WORK TO BE COMPLETED :: Work out how many lines in the data below contain the string "value", and reply with that figure alone.

MATERIAL PROVIDED ::
****
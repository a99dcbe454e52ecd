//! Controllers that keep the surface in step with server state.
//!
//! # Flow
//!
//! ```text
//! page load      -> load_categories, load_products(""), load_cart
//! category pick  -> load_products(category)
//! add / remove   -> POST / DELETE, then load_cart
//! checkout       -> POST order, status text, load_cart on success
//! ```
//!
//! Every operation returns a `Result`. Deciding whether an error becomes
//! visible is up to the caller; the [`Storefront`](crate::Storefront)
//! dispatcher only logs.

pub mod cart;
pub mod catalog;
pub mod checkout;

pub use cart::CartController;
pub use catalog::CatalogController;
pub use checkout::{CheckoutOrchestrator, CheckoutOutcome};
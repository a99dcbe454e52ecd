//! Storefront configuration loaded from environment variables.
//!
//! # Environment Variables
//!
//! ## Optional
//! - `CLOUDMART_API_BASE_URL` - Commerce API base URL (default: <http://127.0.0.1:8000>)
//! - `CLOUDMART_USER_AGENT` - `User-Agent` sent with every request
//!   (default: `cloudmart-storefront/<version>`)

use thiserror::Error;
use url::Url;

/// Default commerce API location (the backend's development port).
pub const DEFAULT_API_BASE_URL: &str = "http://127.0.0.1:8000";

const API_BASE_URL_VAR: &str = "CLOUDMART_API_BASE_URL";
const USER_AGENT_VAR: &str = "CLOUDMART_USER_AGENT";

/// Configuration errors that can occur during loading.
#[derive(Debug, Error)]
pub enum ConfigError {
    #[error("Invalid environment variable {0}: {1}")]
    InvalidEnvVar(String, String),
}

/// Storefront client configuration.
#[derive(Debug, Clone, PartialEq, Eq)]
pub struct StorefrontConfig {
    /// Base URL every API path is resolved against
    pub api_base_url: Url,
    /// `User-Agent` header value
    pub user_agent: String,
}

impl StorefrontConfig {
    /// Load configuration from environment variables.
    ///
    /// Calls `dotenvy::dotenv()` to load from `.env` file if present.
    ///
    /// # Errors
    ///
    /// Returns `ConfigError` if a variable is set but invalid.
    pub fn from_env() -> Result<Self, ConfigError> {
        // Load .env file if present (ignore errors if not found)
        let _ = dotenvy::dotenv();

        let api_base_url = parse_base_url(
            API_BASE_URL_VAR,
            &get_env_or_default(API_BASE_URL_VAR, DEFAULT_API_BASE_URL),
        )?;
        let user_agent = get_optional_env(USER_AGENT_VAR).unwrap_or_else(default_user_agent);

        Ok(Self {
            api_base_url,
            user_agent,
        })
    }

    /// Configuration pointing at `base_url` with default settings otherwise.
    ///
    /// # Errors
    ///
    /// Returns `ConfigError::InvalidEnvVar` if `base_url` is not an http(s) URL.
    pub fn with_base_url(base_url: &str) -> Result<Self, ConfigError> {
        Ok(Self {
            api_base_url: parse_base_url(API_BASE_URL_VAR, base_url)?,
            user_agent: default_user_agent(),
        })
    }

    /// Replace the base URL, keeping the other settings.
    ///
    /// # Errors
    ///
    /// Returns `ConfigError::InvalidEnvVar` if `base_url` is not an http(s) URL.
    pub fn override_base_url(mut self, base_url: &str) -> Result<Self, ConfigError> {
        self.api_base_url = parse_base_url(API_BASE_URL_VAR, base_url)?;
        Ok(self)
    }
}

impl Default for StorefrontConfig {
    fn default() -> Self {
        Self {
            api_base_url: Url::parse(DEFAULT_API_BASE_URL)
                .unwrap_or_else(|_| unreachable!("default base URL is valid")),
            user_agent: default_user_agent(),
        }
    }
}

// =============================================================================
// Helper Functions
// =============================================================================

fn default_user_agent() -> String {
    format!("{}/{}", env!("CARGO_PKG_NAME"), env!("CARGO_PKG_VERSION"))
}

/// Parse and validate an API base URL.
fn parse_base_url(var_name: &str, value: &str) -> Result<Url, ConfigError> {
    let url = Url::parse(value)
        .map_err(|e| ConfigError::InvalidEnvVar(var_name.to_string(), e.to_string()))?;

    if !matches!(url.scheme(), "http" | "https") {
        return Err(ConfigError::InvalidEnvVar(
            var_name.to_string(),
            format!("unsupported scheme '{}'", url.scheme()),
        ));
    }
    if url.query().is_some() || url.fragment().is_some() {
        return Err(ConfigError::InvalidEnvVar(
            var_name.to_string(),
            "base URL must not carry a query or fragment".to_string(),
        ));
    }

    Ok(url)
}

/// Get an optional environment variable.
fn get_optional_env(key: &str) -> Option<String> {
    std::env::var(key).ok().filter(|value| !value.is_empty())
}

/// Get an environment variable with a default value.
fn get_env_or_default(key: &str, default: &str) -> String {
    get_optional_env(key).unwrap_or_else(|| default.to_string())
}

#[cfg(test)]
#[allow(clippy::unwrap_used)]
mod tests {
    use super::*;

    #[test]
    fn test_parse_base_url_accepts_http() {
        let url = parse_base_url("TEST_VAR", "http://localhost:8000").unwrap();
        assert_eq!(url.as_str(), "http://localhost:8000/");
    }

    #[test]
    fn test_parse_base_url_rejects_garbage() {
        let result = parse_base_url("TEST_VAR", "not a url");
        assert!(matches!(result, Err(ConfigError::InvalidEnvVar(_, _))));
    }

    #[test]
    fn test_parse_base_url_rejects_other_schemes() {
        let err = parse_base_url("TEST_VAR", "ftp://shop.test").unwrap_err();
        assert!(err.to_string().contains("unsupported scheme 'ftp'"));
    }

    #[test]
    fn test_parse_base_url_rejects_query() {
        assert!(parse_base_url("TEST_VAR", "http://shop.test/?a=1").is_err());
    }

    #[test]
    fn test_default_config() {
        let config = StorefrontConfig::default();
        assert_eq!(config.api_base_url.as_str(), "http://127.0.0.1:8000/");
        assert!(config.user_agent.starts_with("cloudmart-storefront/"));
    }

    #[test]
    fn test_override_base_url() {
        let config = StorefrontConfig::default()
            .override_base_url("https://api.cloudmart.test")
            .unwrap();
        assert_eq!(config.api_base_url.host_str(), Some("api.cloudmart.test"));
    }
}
****
WRITTEN SOLUTION :: 5